1.2.1 COPD大鼠造模與結(jié)果判定 正常對照組于第1、14天向氣管內(nèi)注入0.9%氯化鈉溶液（NS）100 μl/100 g，其余時間均進行正常飼養(yǎng)。其余各組采用香煙煙霧熏吸聯(lián)合氣管內(nèi)注入LPS構(gòu)建COPD大鼠模型［13］，在造模的第1 、14 天將大鼠以10%水合氯醛（3 ml/kg）以腹腔注射麻醉后，將大鼠固定，暴露喉頭，向大鼠氣管內(nèi)注入LPS 100 μl/100 g（1 mg/ml），完畢后將大鼠直立旋轉(zhuǎn)10～20 s，使LPS均勻分布于肺部，于實驗的第2～13 天、15～28 天，每天在自制煙熏箱（120 cm×80 cm×80 cm，含1個進煙孔，2個排煙孔）中對大鼠進行香煙煙霧暴露，持續(xù)吸入新鮮的香煙煙霧1 h/d，30 支/d，造模28 d結(jié)束；造模過程中，因麻醉意外和香煙煙霧熏吸導(dǎo)致正常對照組、GBE組、比卡魯胺組、雷帕霉素組各死亡1只，COPD模型組和Taselisib組各死亡2只，造模結(jié)束后，每組大鼠隨機處死2只進行肺組織病理檢測，判斷造模結(jié)果。實驗28 d后，正常對照組大鼠進食、活動均正常，呼吸順暢，大鼠肺泡壁完整、泡腔無擴大，支氣管結(jié)構(gòu)正常、形態(tài)清晰、纖毛排列整齊，血管腔無狹窄、血管壁無增厚，其余各造模組大鼠出現(xiàn)進食減少、蜷伏少動、毛發(fā)枯黃易脫落、氣道有痰鳴音表現(xiàn)，肺組織病理表現(xiàn)為肺泡壁斷裂融合形成肺大泡、肺氣腫明顯、氣道管壁增厚、氣道管腔狹窄、血管壁增厚、血管腔狹窄、炎性細胞浸潤明顯，判定造模成功。

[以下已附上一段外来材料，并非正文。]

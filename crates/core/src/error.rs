use std::fmt;

use crate::model::Source;
use crate::rows::RowId;

#[derive(Debug, Clone, PartialEq, Eq)]
pub enum FormError {
    /// A column was chosen for a source that has no file loaded.
    SourceNotLoaded(Source),
    /// The column is not one of the loaded source's columns.
    UnknownColumn { source: Source, column: String },
    /// A filter names a column before choosing which source it belongs to.
    ColumnWithoutSource(String),
    /// No mapping/filter row with this id.
    UnknownRow(RowId),
}

impl fmt::Display for FormError {
    fn fmt(&self, f: &mut fmt::Formatter<'_>) -> fmt::Result {
        match self {
            Self::SourceNotLoaded(source) => write!(f, "{source} has no file loaded"),
            Self::UnknownColumn { source, column } => {
                write!(f, "{source}: no column named '{column}'")
            }
            Self::ColumnWithoutSource(column) => {
                write!(f, "filter column '{column}' needs a source (source1 or source2)")
            }
            Self::UnknownRow(id) => write!(f, "no row with id {id}"),
        }
    }
}

impl std::error::Error for FormError {}
#[cfg(test)]
mod tests {
    use super::*;

    fn summary(name: &str, columns: &[&str]) -> FileSummary {
        FileSummary {
            name: name.to_string(),
            columns: columns.iter().map(|c| c.to_string()).collect(),
            total_rows: 3,
        }
    }

    fn loaded_form() -> FormState {
        let mut form = FormState::new();
        form.set_source(
            Source::Source1,
            LoadedSource::new(None, "bank.csv".into(), summary("bank.csv", &["id", "amount", "date"])),
        );
        form.set_source(
            Source::Source2,
            LoadedSource::new(Some("Ledger".into()), "ledger.xlsx".into(), summary("ledger.xlsx", &["ref", "total"])),
        );
        form
    }

    #[test]
    fn display_name_falls_back_to_file_name() {
        let form = loaded_form();
        assert_eq!(form.source(Source::Source1).unwrap().display_name, "bank.csv");
        assert_eq!(form.source(Source::Source2).unwrap().display_name, "Ledger");

        let blank = LoadedSource::new(Some(String::new()), "x.csv".into(), summary("x.csv", &[]));
        assert_eq!(blank.display_name, "x.csv");
    }

    #[test]
    fn add_mapping_validates_columns() {
        let mut form = loaded_form();
        let id = form.add_mapping(ColumnMapping::new("id", "ref").join_key(true)).unwrap();
        assert_eq!(form.mappings.get(id).unwrap().source2_column, "ref");

        let err = form.add_mapping(ColumnMapping::new("id", "nope")).unwrap_err();
        assert_eq!(
            err,
            FormError::UnknownColumn { source: Source::Source2, column: "nope".into() }
        );
        assert_eq!(form.mappings.len(), 1);
    }

    #[test]
    fn empty_mapping_needs_no_sources() {
        let mut form = FormState::new();
        form.add_mapping(ColumnMapping::default()).unwrap();
        let err = form.add_mapping(ColumnMapping::new("id", "")).unwrap_err();
        assert_eq!(err, FormError::SourceNotLoaded(Source::Source1));
    }

    #[test]
    fn failed_update_leaves_row_untouched() {
        let mut form = loaded_form();
        let id = form.add_mapping(ColumnMapping::new("id", "ref")).unwrap();

        let edit = MappingEdit {
            source1_column: Some("amount".into()),
            source2_column: Some("missing".into()),
            ..MappingEdit::default()
        };
        assert!(form.update_mapping(id, edit).is_err());
        assert_eq!(form.mappings.get(id).unwrap(), &ColumnMapping::new("id", "ref"));

        let edit = MappingEdit {
            is_recon_key: Some(true),
            ..MappingEdit::default()
        };
        form.update_mapping(id, edit).unwrap();
        assert!(form.mappings.get(id).unwrap().is_recon_key);
    }

    #[test]
    fn remove_unknown_row_removes_nothing() {
        let mut form = loaded_form();
        let a = form.add_mapping(ColumnMapping::new("id", "ref")).unwrap();
        let err = form.remove_mappings(&[a, RowId(42)]).unwrap_err();
        assert_eq!(err, FormError::UnknownRow(RowId(42)));
        assert_eq!(form.mappings.len(), 1);

        assert_eq!(form.remove_mappings(&[a]).unwrap(), 1);
        assert!(form.mappings.is_empty());
    }

    #[test]
    fn remove_filters_batch_by_id() {
        let mut form = loaded_form();
        let condition = |column: &str| FilterDraft {
            source: Some(Source::Source1),
            column: column.into(),
            operator: Some(FilterOperator::Equals),
            value: "x".into(),
        };
        let first = form.add_filter(condition("id")).unwrap();
        let middle = form.add_filter(condition("amount")).unwrap();
        let last = form.add_filter(condition("date")).unwrap();

        // Unknown id anywhere in the batch: nothing is removed.
        let err = form.remove_filters(&[last, RowId(99), first]).unwrap_err();
        assert_eq!(err, FormError::UnknownRow(RowId(99)));
        assert_eq!(form.filters.len(), 3);

        assert_eq!(form.remove_filters(&[last, first]).unwrap(), 2);
        assert_eq!(form.filters.ids().collect::<Vec<_>>(), vec![middle]);
        assert_eq!(form.filters.get(middle).unwrap().column, "amount");

        // Removed ids stay gone.
        assert_eq!(form.remove_filters(&[first]).unwrap_err(), FormError::UnknownRow(first));
    }

    #[test]
    fn filter_column_checked_against_its_source() {
        let mut form = loaded_form();
        let id = form
            .add_filter(FilterDraft {
                source: Some(Source::Source1),
                column: "amount".into(),
                operator: Some(FilterOperator::GreaterThan),
                value: "0".into(),
            })
            .unwrap();

        // Switching source keeps the column, which source2 lacks.
        let err = form
            .update_filter(id, FilterEdit { source: Some(Source::Source2), ..FilterEdit::default() })
            .unwrap_err();
        assert!(matches!(err, FormError::UnknownColumn { source: Source::Source2, .. }));

        form.update_filter(
            id,
            FilterEdit {
                source: Some(Source::Source2),
                column: Some("total".into()),
                ..FilterEdit::default()
            },
        )
        .unwrap();
        assert_eq!(form.filters.get(id).unwrap().column, "total");
    }

    #[test]
    fn filter_column_without_source_rejected() {
        let mut form = loaded_form();
        let err = form
            .add_filter(FilterDraft { column: "amount".into(), ..FilterDraft::default() })
            .unwrap_err();
        assert_eq!(err, FormError::ColumnWithoutSource("amount".into()));
        form.add_filter(FilterDraft::default()).unwrap();
    }

    #[test]
    fn stale_columns_after_source_swap() {
        let mut form = loaded_form();
        let m = form.add_mapping(ColumnMapping::new("amount", "total")).unwrap();
        form.add_mapping(ColumnMapping::new("id", "")).unwrap();
        let f = form
            .add_filter(FilterDraft {
                source: Some(Source::Source1),
                column: "date".into(),
                operator: Some(FilterOperator::Equals),
                value: "2024-01-01".into(),
            })
            .unwrap();

        assert!(form.stale_columns().is_empty());

        form.set_source(
            Source::Source1,
            LoadedSource::new(None, "bank2.csv".into(), summary("bank2.csv", &["id"])),
        );
        let stale = form.stale_columns();
        assert_eq!(stale.len(), 2);
        assert_eq!((stale[0].kind, stale[0].row, stale[0].column.as_str()), (RowKind::Mapping, m, "amount"));
        assert_eq!((stale[1].kind, stale[1].row, stale[1].column.as_str()), (RowKind::Filter, f, "date"));
    }

    #[test]
    fn form_state_survives_json() {
        let mut form = loaded_form();
        form.journey.journey_name = "Card settlement".into();
        form.journey.categories.add_category("Payments");
        form.journey.categories.add_subcategory("Payments", "Visa");
        form.add_mapping(ColumnMapping::new("id", "ref")).unwrap();
        form.add_filter(FilterDraft { source: Some(Source::Source2), ..FilterDraft::default() }).unwrap();

        let json = serde_json::to_string_pretty(&form).unwrap();
        let back: FormState = serde_json::from_str(&json).unwrap();
        assert_eq!(back, form);
    }

    #[test]
    fn missing_fields_default_on_load() {
        let back: FormState = serde_json::from_str("{}").unwrap();
        assert_eq!(back, FormState::new());
    }
}
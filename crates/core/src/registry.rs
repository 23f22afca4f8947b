//! Category/subcategory registry.
//!
//! Categories are unique by exact (case-sensitive) name; subcategories are
//! unique within their owning category. Adding a duplicate or an empty name
//! is a no-op. There is no removal.

use crate::model::{Category, CategorySet};

impl CategorySet {
    /// Append a category with an empty subcategory list.
    ///
    /// Returns `false` when nothing changed (empty or already present).
    pub fn add_category(&mut self, name: &str) -> bool {
        if name.is_empty() || self.contains(name) {
            log::debug!("category '{name}' not added (empty or duplicate)");
            return false;
        }
        self.entries.push(Category::new(name));
        true
    }

    /// Append a subcategory under an existing category.
    ///
    /// Returns `false` when nothing changed: empty name, unknown category,
    /// or the subcategory already exists under that category.
    pub fn add_subcategory(&mut self, category: &str, name: &str) -> bool {
        if name.is_empty() {
            return false;
        }
        let Some(entry) = self.entries.iter_mut().find(|c| c.name == category) else {
            log::debug!("subcategory '{name}' not added: no category '{category}'");
            return false;
        };
        if entry.subcategories.iter().any(|s| s == name) {
            return false;
        }
        entry.subcategories.push(name.to_string());
        true
    }
}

1.2.2 用藥方案 實驗的第15 ～28 天，GBE組給予舒血寧注射液腹腔注射，用藥量為0.4 ml·kg-1·d-1，其余各組均腹腔注射同等體積的NS做對照；于實驗第29～42 天，采用由DMSO、聚乙二醇、吐溫80、NS配制的混合溶劑溶解藥劑，比卡魯胺組按照1.0 mg·kg-1·d-1腹腔注射給藥、雷帕霉素組按照0.5 mg·kg-1·d-1給藥、Taselisib組按照1.5 mg·kg-1·d-1給藥，其余各組均采用腹腔注射混合溶劑對照。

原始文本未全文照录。